A revolução de Schwab dará sobrevida ao lucro jogando mais pessoas para fora do sistema produtivo. Recursos naturais, energia e comida ficarão ainda mais concentradas. Não-sócios do Fórum ficarão sem acesso à alimentação adequada, congelarão no inverno do norte por falta de energia, dependerão de salários miseráveis e políticas assistenciais. Mas eles garantem: seremos felizes.
“…no decorrer dos séculos havíamos imaginado ameaças na forma de poder estatal. Essa crença nos deixou completamente despreparados para nos defendermos de novas empresas com nomes criativos, dirigidas por jovens gênios que pareciam capazes de nos prover com exatamente aquilo pelo qual ansiávamos com um custo mínimo ou nulo”. Shoshana Zuboff – A Era do Capitalismo de Vigilância, 2019
Com a proibição de shows, peças, filmes, todas as expressões culturais ficaram sujeitas aos algoritmos. O fim da privacidade previsto por Zuckerberg.
Vigilância no lazer, no trabalho, nas compras, no sono. A conversão ininterrupta de cidadãos em consumidores. O Grande Irmão recebido de braços abertos.

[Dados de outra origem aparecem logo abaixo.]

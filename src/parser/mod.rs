mod common;
mod python;
mod typescript;

use crate::model::{Language, ParseResult, ParsedFile, SourceFile};
use std::path::Path;
use thiserror::Error;
use tracing::{debug, warn};

pub use common::{decode_source, normalize_path};
pub use python::PythonParser;
pub use typescript::TypeScriptParser;

#[derive(Debug, Error)]
pub enum ParseError {
    #[error("Syntax error at line {line}: {message}")]
    Syntax { line: usize, message: String },
    #[error("File is {bytes} bytes, above the {limit} byte limit")]
    TooLarge { bytes: usize, limit: usize },
    #[error("Grammar could not be loaded: {0}")]
    Grammar(String),
    #[error("Unsupported language for file: {0}")]
    UnsupportedLanguage(String),
}

impl ParseError {
    pub fn line(&self) -> Option<usize> {
        match self {
            ParseError::Syntax { line, .. } => Some(*line),
            _ => None,
        }
    }
}

pub trait LanguageParser: Send + Sync {
    fn language(&self) -> Language;
    fn extensions(&self) -> &[&str];
    fn parse_source(&self, path: &Path, source: &str) -> Result<ParseResult, ParseError>;
}

pub struct ParserRegistry {
    parsers: Vec<Box<dyn LanguageParser>>,
    max_file_bytes: usize,
}

impl ParserRegistry {
    pub fn new() -> Self {
        Self {
            parsers: vec![
                Box::new(PythonParser::new()),
                Box::new(TypeScriptParser::new()),
            ],
            max_file_bytes: usize::MAX,
        }
    }

    pub fn with_languages(languages: &[String]) -> Self {
        let mut parsers: Vec<Box<dyn LanguageParser>> = Vec::new();

        for lang in languages {
            match lang.to_lowercase().as_str() {
                "typescript" | "ts" | "javascript" | "js" => {
                    if !parsers.iter().any(|p| p.language() == Language::TypeScript) {
                        parsers.push(Box::new(TypeScriptParser::new()))
                    }
                }
                "python" | "py" => {
                    if !parsers.iter().any(|p| p.language() == Language::Python) {
                        parsers.push(Box::new(PythonParser::new()))
                    }
                }
                _ => {}
            }
        }

        if parsers.is_empty() {
            return Self::new();
        }

        Self {
            parsers,
            max_file_bytes: usize::MAX,
        }
    }

    /// Files above this size are recorded as parse failures instead of parsed.
    #[must_use]
    pub fn with_max_file_bytes(mut self, limit: usize) -> Self {
        self.max_file_bytes = limit;
        self
    }

    pub fn find_parser(&self, path: &Path) -> Option<&dyn LanguageParser> {
        let ext = path.extension()?.to_str()?;
        self.parsers
            .iter()
            .find(|p| p.extensions().contains(&ext))
            .map(|p| p.as_ref())
    }

    /// Extension first, then the file's language tag (JavaScript is handled by
    /// the TypeScript grammar).
    fn parser_for(&self, file: &SourceFile) -> Option<&dyn LanguageParser> {
        let wanted = match file.language {
            Language::JavaScript => Language::TypeScript,
            other => other,
        };
        self.find_parser(&file.path).or_else(|| {
            self.parsers
                .iter()
                .find(|p| p.language() == wanted)
                .map(|p| p.as_ref())
        })
    }

    /// Parse one file. Never fails: errors come back as a failed `ParseResult`.
    pub fn parse(&self, file: &SourceFile) -> ParsedFile {
        let text = decode_source(&file.content);
        let result = match self.try_parse(file, &text) {
            Ok(result) => {
                debug!(
                    file = %file.path.display(),
                    classes = result.classes.len(),
                    functions = result.functions.len(),
                    imports = result.imports.len(),
                    "parsed"
                );
                result
            }
            Err(e) => {
                warn!(file = %file.path.display(), error = %e, "parse failed");
                ParseResult::failed(file.path.clone(), file.language, e.to_string(), e.line())
            }
        };
        ParsedFile { result, text }
    }

    fn try_parse(&self, file: &SourceFile, text: &str) -> Result<ParseResult, ParseError> {
        if file.content.len() > self.max_file_bytes {
            return Err(ParseError::TooLarge {
                bytes: file.content.len(),
                limit: self.max_file_bytes,
            });
        }

        let parser = self
            .parser_for(file)
            .ok_or_else(|| ParseError::UnsupportedLanguage(file.path.display().to_string()))?;

        let mut result = parser.parse_source(&file.path, text)?;
        result.language = file.language;
        Ok(result)
    }
}

impl Default for ParserRegistry {
    fn default() -> Self {
        Self::new()
    }
}

#[cfg(test)]
mod tests {
    use super::*;

    #[test]
    fn test_find_parser_by_extension() {
        let registry = ParserRegistry::new();
        assert!(registry.find_parser(Path::new("a.py")).is_some());
        assert!(registry.find_parser(Path::new("a.tsx")).is_some());
        assert!(registry.find_parser(Path::new("a.mjs")).is_some());
        assert!(registry.find_parser(Path::new("a.rs")).is_none());
    }

    #[test]
    fn test_with_languages_filters() {
        let registry = ParserRegistry::with_languages(&["python".to_string()]);
        assert!(registry.find_parser(Path::new("a.py")).is_some());
        assert!(registry.find_parser(Path::new("a.ts")).is_none());
    }

    #[test]
    fn test_syntax_error_becomes_failed_result() {
        let registry = ParserRegistry::new();
        let file = SourceFile::new("bad.py", Language::Python, "def broken(:\n    pass\n");
        let parsed = registry.parse(&file);
        assert!(!parsed.result.parse_succeeded);
        assert!(parsed.result.error.is_some());
    }

    #[test]
    fn test_oversized_file_is_skipped() {
        let registry = ParserRegistry::new().with_max_file_bytes(10);
        let file = SourceFile::new("big.py", Language::Python, "x = 1\n".repeat(10));
        let parsed = registry.parse(&file);
        assert!(!parsed.result.parse_succeeded);
        assert!(parsed.result.error.unwrap().contains("limit"));
    }

    #[test]
    fn test_latin1_fallback() {
        let registry = ParserRegistry::new();
        // "café" in Latin-1: 0xE9 is not valid UTF-8 on its own
        let mut content = b"name = 'caf".to_vec();
        content.push(0xE9);
        content.extend_from_slice(b"'\n");
        let parsed = registry.parse(&SourceFile::new("latin.py", Language::Python, content));
        assert!(parsed.result.parse_succeeded);
        assert!(parsed.text.contains("café"));
    }
}
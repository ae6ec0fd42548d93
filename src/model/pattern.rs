use serde::{Deserialize, Serialize};
use std::path::PathBuf;

/// Design patterns recognized as present in the codebase.
#[derive(Debug, Clone, Copy, Serialize, Deserialize, PartialEq, Eq, Hash, PartialOrd, Ord)]
#[serde(rename_all = "snake_case")]
pub enum PatternKind {
    Repository,
    Factory,
    Strategy,
    DependencyInjection,
}

impl std::fmt::Display for PatternKind {
    fn fmt(&self, f: &mut std::fmt::Formatter<'_>) -> std::fmt::Result {
        match self {
            PatternKind::Repository => write!(f, "Repository"),
            PatternKind::Factory => write!(f, "Factory"),
            PatternKind::Strategy => write!(f, "Strategy"),
            PatternKind::DependencyInjection => write!(f, "Dependency Injection"),
        }
    }
}

impl std::str::FromStr for PatternKind {
    type Err = String;

    fn from_str(s: &str) -> Result<Self, Self::Err> {
        let normalized = s.to_lowercase().replace(['-', ' '], "_");
        match normalized.as_str() {
            "repository" => Ok(PatternKind::Repository),
            "factory" => Ok(PatternKind::Factory),
            "strategy" => Ok(PatternKind::Strategy),
            "dependency_injection" | "di" => Ok(PatternKind::DependencyInjection),
            _ => Err(format!("Unknown pattern: {}", s)),
        }
    }
}

/// Informational finding; never counted against the score.
#[derive(Debug, Clone, Serialize, Deserialize, PartialEq)]
pub struct PatternFinding {
    pub kind: PatternKind,
    pub file_path: PathBuf,
    pub line: usize,
    pub subject: String,
    pub evidence: String,
}
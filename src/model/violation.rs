use serde::{Deserialize, Serialize};
use std::collections::BTreeMap;
use std::path::PathBuf;

#[derive(Debug, Clone, Copy, Serialize, Deserialize, PartialEq, Eq, Hash, PartialOrd, Ord)]
pub enum Category {
    #[serde(rename = "SOLID")]
    Solid,
    Pattern,
    Layer,
    Coupling,
}

#[derive(Debug, Clone, Copy, Serialize, Deserialize, PartialEq, Eq, Hash, PartialOrd, Ord)]
#[serde(rename_all = "UPPERCASE")]
pub enum Severity {
    Low,
    Medium,
    High,
    Critical,
}

impl Severity {
    /// Points deducted from the overall score per violation.
    pub fn weight(self) -> u32 {
        match self {
            Severity::Critical => 10,
            Severity::High => 7,
            Severity::Medium => 4,
            Severity::Low => 1,
        }
    }

    pub fn all() -> [Severity; 4] {
        [
            Severity::Critical,
            Severity::High,
            Severity::Medium,
            Severity::Low,
        ]
    }
}

impl std::fmt::Display for Severity {
    fn fmt(&self, f: &mut std::fmt::Formatter<'_>) -> std::fmt::Result {
        match self {
            Severity::Critical => write!(f, "CRITICAL"),
            Severity::High => write!(f, "HIGH"),
            Severity::Medium => write!(f, "MEDIUM"),
            Severity::Low => write!(f, "LOW"),
        }
    }
}

impl std::str::FromStr for Severity {
    type Err = String;

    fn from_str(s: &str) -> Result<Self, Self::Err> {
        match s.to_lowercase().as_str() {
            "critical" => Ok(Severity::Critical),
            "high" => Ok(Severity::High),
            "medium" | "med" => Ok(Severity::Medium),
            "low" => Ok(Severity::Low),
            _ => Err(format!("Unknown severity: {}", s)),
        }
    }
}

impl std::fmt::Display for Category {
    fn fmt(&self, f: &mut std::fmt::Formatter<'_>) -> std::fmt::Result {
        match self {
            Category::Solid => write!(f, "SOLID"),
            Category::Pattern => write!(f, "Pattern"),
            Category::Layer => write!(f, "Layer"),
            Category::Coupling => write!(f, "Coupling"),
        }
    }
}

#[derive(Debug, Clone, Serialize, Deserialize, PartialEq)]
pub struct Violation {
    /// Assigned after the final sort; empty until then.
    pub id: String,
    pub rule_id: String,
    pub category: Category,
    pub severity: Severity,
    pub title: String,
    pub description: String,
    pub file_path: PathBuf,
    pub line: Option<usize>,
    pub recommendation: String,
    pub details: BTreeMap<String, String>,
}

impl Violation {
    pub fn new(
        rule_id: impl Into<String>,
        category: Category,
        severity: Severity,
        title: impl Into<String>,
        file_path: impl Into<PathBuf>,
    ) -> Self {
        Self {
            id: String::new(),
            rule_id: rule_id.into(),
            category,
            severity,
            title: title.into(),
            description: String::new(),
            file_path: file_path.into(),
            line: None,
            recommendation: String::new(),
            details: BTreeMap::new(),
        }
    }

    #[must_use]
    pub fn at_line(mut self, line: usize) -> Self {
        self.line = Some(line);
        self
    }

    #[must_use]
    pub fn describe(mut self, description: impl Into<String>) -> Self {
        self.description = description.into();
        self
    }

    #[must_use]
    pub fn recommend(mut self, recommendation: impl Into<String>) -> Self {
        self.recommendation = recommendation.into();
        self
    }

    #[must_use]
    pub fn detail(mut self, key: impl Into<String>, value: impl ToString) -> Self {
        self.details.insert(key.into(), value.to_string());
        self
    }

    /// SOLID principle prefix of the rule id (`SRP`, `OCP`, ...), if any.
    pub fn principle(&self) -> Option<&str> {
        if self.category != Category::Solid {
            return None;
        }
        self.rule_id.split('-').next()
    }
}

/// Sort into report order and assign sequential ids.
///
/// Order: severity (critical first), file path, line (absent last), rule id, title.
pub fn finalize(violations: &mut [Violation]) {
    violations.sort_by(|a, b| {
        b.severity
            .cmp(&a.severity)
            .then_with(|| a.file_path.cmp(&b.file_path))
            .then_with(|| match (a.line, b.line) {
                (Some(x), Some(y)) => x.cmp(&y),
                (Some(_), None) => std::cmp::Ordering::Less,
                (None, Some(_)) => std::cmp::Ordering::Greater,
                (None, None) => std::cmp::Ordering::Equal,
            })
            .then_with(|| a.rule_id.cmp(&b.rule_id))
            .then_with(|| a.title.cmp(&b.title))
            .then_with(|| a.description.cmp(&b.description))
    });

    for (i, v) in violations.iter_mut().enumerate() {
        v.id = format!("V{:04}", i + 1);
    }
}
use crate::model::{Category, PatternFinding, PatternKind, Severity, Violation};
use serde::Deserialize;
use std::path::Path;
use thiserror::Error;

#[derive(Debug, Error)]
pub enum DriftError {
    #[error("Failed to read expected-patterns document: {0}")]
    Io(#[from] std::io::Error),
    #[error("Failed to parse expected-patterns document: {0}")]
    Parse(#[from] toml::de::Error),
    #[error("Unknown pattern `{0}` (expected repository, factory, strategy or dependency_injection)")]
    UnknownPattern(String),
}

/// Patterns the architecture is documented to use.
#[derive(Debug, Clone, Default, PartialEq)]
pub struct ExpectedPatterns {
    pub expected: Vec<PatternKind>,
}

#[derive(Debug, Deserialize)]
struct RawExpected {
    expected: Option<Vec<String>>,
}

impl ExpectedPatterns {
    pub fn new(expected: Vec<PatternKind>) -> Self {
        Self { expected }
    }

    pub fn load(path: &Path) -> Result<Self, DriftError> {
        let content = std::fs::read_to_string(path)?;
        Self::from_toml(&content)
    }

    pub fn from_toml(content: &str) -> Result<Self, DriftError> {
        let raw: RawExpected = toml::from_str(content)?;
        let mut expected = Vec::new();
        for name in raw.expected.unwrap_or_default() {
            let kind: PatternKind = name
                .parse()
                .map_err(|_| DriftError::UnknownPattern(name.clone()))?;
            if !expected.contains(&kind) {
                expected.push(kind);
            }
        }
        Ok(Self { expected })
    }
}

/// One violation per expected pattern that was never recognized.
pub fn check_drift(expected: &ExpectedPatterns, found: &[PatternFinding]) -> Vec<Violation> {
    expected
        .expected
        .iter()
        .filter(|kind| !found.iter().any(|f| f.kind == **kind))
        .map(|kind| {
            Violation::new(
                "PAT-009",
                Category::Pattern,
                Severity::Low,
                format!("Expected pattern missing: {}", kind),
                "",
            )
            .describe(format!(
                "The architecture documents the {} pattern but no occurrence was found.",
                kind
            ))
            .recommend("Either apply the documented pattern or update the expected-patterns document.")
            .detail("pattern", kind)
        })
        .collect()
}

#[cfg(test)]
mod tests {
    use super::*;
    use std::path::PathBuf;

    fn finding(kind: PatternKind) -> PatternFinding {
        PatternFinding {
            kind,
            file_path: PathBuf::from("app/repo.py"),
            line: 1,
            subject: "UserRepository".to_string(),
            evidence: "name".to_string(),
        }
    }

    #[test]
    fn test_parse_document() {
        let doc = ExpectedPatterns::from_toml("expected = [\"repository\", \"DI\", \"repository\"]\n")
            .unwrap();
        assert_eq!(
            doc.expected,
            vec![PatternKind::Repository, PatternKind::DependencyInjection]
        );
    }

    #[test]
    fn test_unknown_pattern_rejected() {
        let err = ExpectedPatterns::from_toml("expected = [\"singleton\"]\n").unwrap_err();
        assert!(matches!(err, DriftError::UnknownPattern(ref p) if p == "singleton"));
    }

    #[test]
    fn test_missing_patterns_reported() {
        let expected = ExpectedPatterns::new(vec![PatternKind::Repository, PatternKind::Factory]);
        let found = check_drift(&expected, &[finding(PatternKind::Repository)]);
        assert_eq!(found.len(), 1);
        assert_eq!(found[0].rule_id, "PAT-009");
        assert_eq!(found[0].details["pattern"], "Factory");
    }
}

O espantalho e os fazendeiros
“Em uma era em que a memória é terceirizada para Google, GPS, alertas de calendário e calculadoras, há necessariamente uma perda generalizada de conhecimento, que não é apenas memória, mas também memória motora. Em outras palavras, um processo de longo prazo de desativação de conexões em seu cérebro está em andamento. Isso oferecerá vulnerabilidades e oportunidades”. Johns Hopkins University e Imperial College London – Cognitive Warfare, 2021
No Brasil, a oportunidade foi aproveitada.
Sob emergência pandêmica, a gestão Bolsonaro conseguiu sem resistência desviar dinheiro da saúde, educação, ciência e tecnologia para o mercado assegurando a perpetuação desses desvios.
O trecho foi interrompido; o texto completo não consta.